Citrini apocalypse – Anthropic vs. OpenIA – le retour de Palmer Luckey – l'influenceuse du futur – votre newsletter préférée est de retour avec des dizaines d'infos incroyablement zinzins (mais vraies) sur le fabuleux (mais flippant) monde de la tech… Let's go !
TOUT D’ABORD…
Salut tout le monde !
On espère que vous allez bien.
Après les Epstein files et le fameux « Jmail », dites bonjour à Wiki Dati (à consommer sans modération). Il faut croire que certains s’amusent comme ils peuvent, pendant que d’autres ne savent plus trop quoi faire de leur argent. Ce qui n’est probablement pas votre cas – mais qui sait, peut-être qu’en lisant Tech Trash vous allez avoir des idées worth billions (ou pas !).
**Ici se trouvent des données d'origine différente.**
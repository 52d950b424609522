//! Rule flagging read-only collection interfaces as composable parameters.
//!
//! # Rationale
//!
//! `List`, `Set` and `Map` are interfaces the compiler cannot prove
//! immutable, so a composable taking one is never skipped. Immutable
//! collections from `kotlinx.collections.immutable`, or an `@Immutable`
//! wrapper, make the parameter stable.
//!
//! Opt-in: projects with strong skipping enabled don't need it.
//!
//! # Suppression
//!
//! - `@Suppress("UnstableCollections")` on the function or file
//! - `// compose-lint: allow(unstable-collections)` comment

use compose_lint_core::kotlin::Function;
use compose_lint_core::{ConfigResolver, Emitter, Rule, Severity};

/// Rule code for unstable-collections.
pub const CODE: &str = "CL025";

/// Rule name for unstable-collections.
pub const NAME: &str = "unstable-collections";

const UNSTABLE: &[&str] = &["Collection", "List", "Set", "Map"];

/// Flags `List`, `Set`, `Map` and `Collection` parameters.
#[derive(Debug, Clone, Copy, Default)]
pub struct UnstableCollections;

impl UnstableCollections {
    /// Creates the rule.
    #[must_use]
    pub fn new() -> Self {
        Self
    }
}

impl Rule for UnstableCollections {
    fn name(&self) -> &'static str {
        NAME
    }

    fn code(&self) -> &'static str {
        CODE
    }

    fn description(&self) -> &'static str {
        "Composables take immutable collections"
    }

    fn default_severity(&self) -> Severity {
        Severity::Warning
    }

    fn visit_composable(&self, function: Function<'_>, emitter: &mut dyn Emitter, _config: &ConfigResolver<'_>) {
        for parameter in function.parameters() {
            let Some(ty) = parameter.simple_type_name() else {
                continue;
            };
            if !UNSTABLE.contains(&ty.as_str()) {
                continue;
            }
            let name = parameter.name().unwrap_or("items");
            let type_text = parameter.type_text().unwrap_or(ty.as_str());
            emitter.report(
                parameter.node(),
                &format!(
                    "The Compose Compiler cannot infer the stability of a parameter if a {ty} is used in it, even \
                     if the item type is stable. Use Kotlinx Immutable Collections instead (`{name}: Immutable{ty}`) \
                     or wrap it in an `@Immutable` class holding `{type_text}`."
                ),
                false,
            );
        }
    }
}

#[cfg(test)]
mod tests {
    use super::*;
    use crate::testing::{check_code, lines};

    #[test]
    fn test_detects_collection_interfaces() {
        let violations = check_code(
            UnstableCollections::new(),
            r"
@Composable
fun Cart(
    items: List<Item>,
    tags: Set<String>?,
    prices: ImmutableMap<String, Int>,
    count: Int,
) {}
",
        );
        assert_eq!(lines(&violations), vec![4, 5]);
        assert!(violations[0].message.contains("(`items: ImmutableList`)"));
        assert!(violations[0].message.contains("holding `List<Item>`"));
    }
}
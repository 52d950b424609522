//! Walks a file once and hands each declaration to the rules.

use tracing::trace;

use crate::context::FileContext;
use crate::emitter::{FixMode, RuleEmitter};
use crate::kotlin::Function;
use crate::resolver::ConfigResolver;
use crate::rule::Rule;
use crate::syntax::{kinds, Node, SyntaxTree};
use crate::types::{Severity, Violation};

/// A rule scheduled for a run, with its effective severity.
#[derive(Clone, Copy)]
pub struct Scheduled<'r> {
    /// The rule.
    pub rule: &'r dyn Rule,
    /// Severity to report at.
    pub severity: Severity,
}

impl<'r> Scheduled<'r> {
    /// Schedules a rule at its default severity.
    #[must_use]
    pub fn new(rule: &'r dyn Rule) -> Self {
        Self {
            rule,
            severity: rule.default_severity(),
        }
    }
}

/// Declarations in document order: each node before its children, siblings
/// left to right.
fn pre_order(root: Node<'_>) -> Vec<Node<'_>> {
    let mut order = Vec::new();
    let mut stack = vec![root];
    while let Some(node) = stack.pop() {
        order.push(node);
        stack.extend(node.children().rev());
    }
    order
}

/// Runs every rule over one tree.
///
/// For each rule, in order: `visit_file` on the root, then for every node in
/// document order `visit_class` on class/object declarations and
/// `visit_function` (followed by `visit_composable` when annotated) on
/// function declarations. Rewrites made by an earlier rule are visible to
/// later ones.
pub fn dispatch(
    tree: &SyntaxTree,
    file: &FileContext<'_>,
    rules: &[Scheduled<'_>],
    config: &ConfigResolver<'_>,
    mode: FixMode,
) -> Vec<Violation> {
    let root = tree.root();
    let order = pre_order(root);
    let mut violations = Vec::new();

    for scheduled in rules {
        let rule = scheduled.rule;
        let mut emitter = RuleEmitter::new(rule, file, mode).with_severity(scheduled.severity);
        trace!(rule = rule.name(), "Visiting file");

        rule.visit_file(root, &mut emitter, config);
        for &node in &order {
            match node.kind() {
                kinds::CLASS_DECLARATION | kinds::OBJECT_DECLARATION | kinds::COMPANION_OBJECT => {
                    rule.visit_class(node, &mut emitter, config);
                }
                kinds::FUNCTION_DECLARATION => {
                    let Some(function) = Function::from_node(node) else {
                        continue;
                    };
                    rule.visit_function(function, &mut emitter, config);
                    if function.is_composable() {
                        rule.visit_composable(function, &mut emitter, config);
                    }
                }
                _ => {}
            }
        }
        violations.extend(emitter.into_violations());
    }
    violations
}
//! Owned Kotlin syntax tree built from a tree-sitter parse.
//!
//! The tree-sitter tree is copied into an arena once per file so that rules
//! can hold cheap [`Node`] handles with parent back-references, and so the
//! one sanctioned rewrite primitive ([`Node::replace_text`]) can be applied
//! while other handles into the same tree are alive.

use std::borrow::Cow;
use std::cell::RefCell;
use std::collections::HashMap;
use std::fmt;
use std::hash::{Hash, Hasher};

use thiserror::Error;
use tree_sitter::Parser;

pub mod kinds;
mod traverse;

pub use traverse::{Ancestors, Descendants, WalkBackwards};

/// Errors produced while turning source text into a [`SyntaxTree`].
#[derive(Debug, Error)]
pub enum ParseError {
    /// The Kotlin grammar could not be loaded into the parser.
    #[error("failed to load kotlin grammar: {0}")]
    Language(String),

    /// tree-sitter returned no tree (cancelled or timed out).
    #[error("parser produced no tree")]
    NoTree,
}

/// Index of a node inside its [`SyntaxTree`].
///
/// Ids are assigned in pre-order, so every descendant of a node has an id
/// between the node's own id and its last descendant's id.
#[derive(Debug, Clone, Copy, PartialEq, Eq, Hash, PartialOrd, Ord)]
pub struct NodeId(usize);

#[derive(Debug)]
struct NodeData {
    kind: &'static str,
    named: bool,
    extra: bool,
    start: usize,
    end: usize,
    line: usize,
    column: usize,
    parent: Option<NodeId>,
    index: usize,
    last_descendant: usize,
    children: Vec<NodeId>,
}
En attendant, on vous propose une petite sélection d’infos bien croustis… C’est parti :
1/ Et paf ! Récemment propulsé seul homme de la tech encore doté de raison, le PDG d’Anthropic vient de sortir la sulfateuse. Rapide rappel des faits : depuis plusieurs mois, Dario Amodei s’est illustré comme un patron plutôt badass, le seul du secteur qui n’a pas fait allégeance à la Maison Blanche ni signé un gros chèque de soutien à Trump. Au contraire des « canards » que sont Zuck, Bezos, et autres Musk, Amodei a même accepté de perdre un contrat à 200 millions, en refusant que son IA Claude soit utilisée sans aucun garde-fou par l’armée américaine (ou pour de la surveillance de masse). Vous vous en doutez : le président américain n’a pas DU TOUT apprécié qu’on le contredise, et a, dans la seconde, qualifié Anthropic « radical left woke company » (bien sûr), lui préférant même l’entreprise chinoise DeepSeek. Qu’à cela ne tienne, la réponse de Dario ne s’est pas fait attendre : d’abord de façon plutôt policée sur CBS, puis sans langue de bois dans un mémo interne tout juste révélé par The Information, dans lequel il taille un joli costard aux « canards » précités qui ont soutenu Trump dans les grandes largeurs et même « chanté les louanges d’un dictateur » (quand même), visant explicitement la team dirigeante d’OpenAI, à savoir son président Greg Brockman (« super-donateur MAGA ») et son CEO Sam Altman (un ex-pote avec qui il collectionne désormais quelques fâcheux antécédents). Plus largement, Dario dénonce les « mensonges éhontés » de son principal concurrent qui a sauté à pieds joints sur la proposition gouvernementale (qu’Anthropic avait refusée) tout en se drapant dans un rôle d’« artisan de la paix », rien que ça. Cela dit, si tout le monde se jette aujourd’hui (à juste titre) dans une vaste campagne de boycott de ChatGPT intitulée #QuitGPT (dont Mark Ruffalo, Katy Perry, Rutger Bregman) pour protester, justement, contre la complicité d’OpenAI dans les nombreuses opérations militaires américaines, faut-il pour autant consacrer Dario comme le « good guy en chef » ? Comme le rappelle le Financial Times, les négociations entre Anthropic et le gouvernement américain ne sont pas au point mort : elles ont même bel et bien repris, à quoi s’ajoute un retournement de situation (de veste ?) de la part de Dario himself, qui s’est carrément excusé pour ce qu’il a dit dans le fameux mémo… De la raison, certes, mais du business malgré tout !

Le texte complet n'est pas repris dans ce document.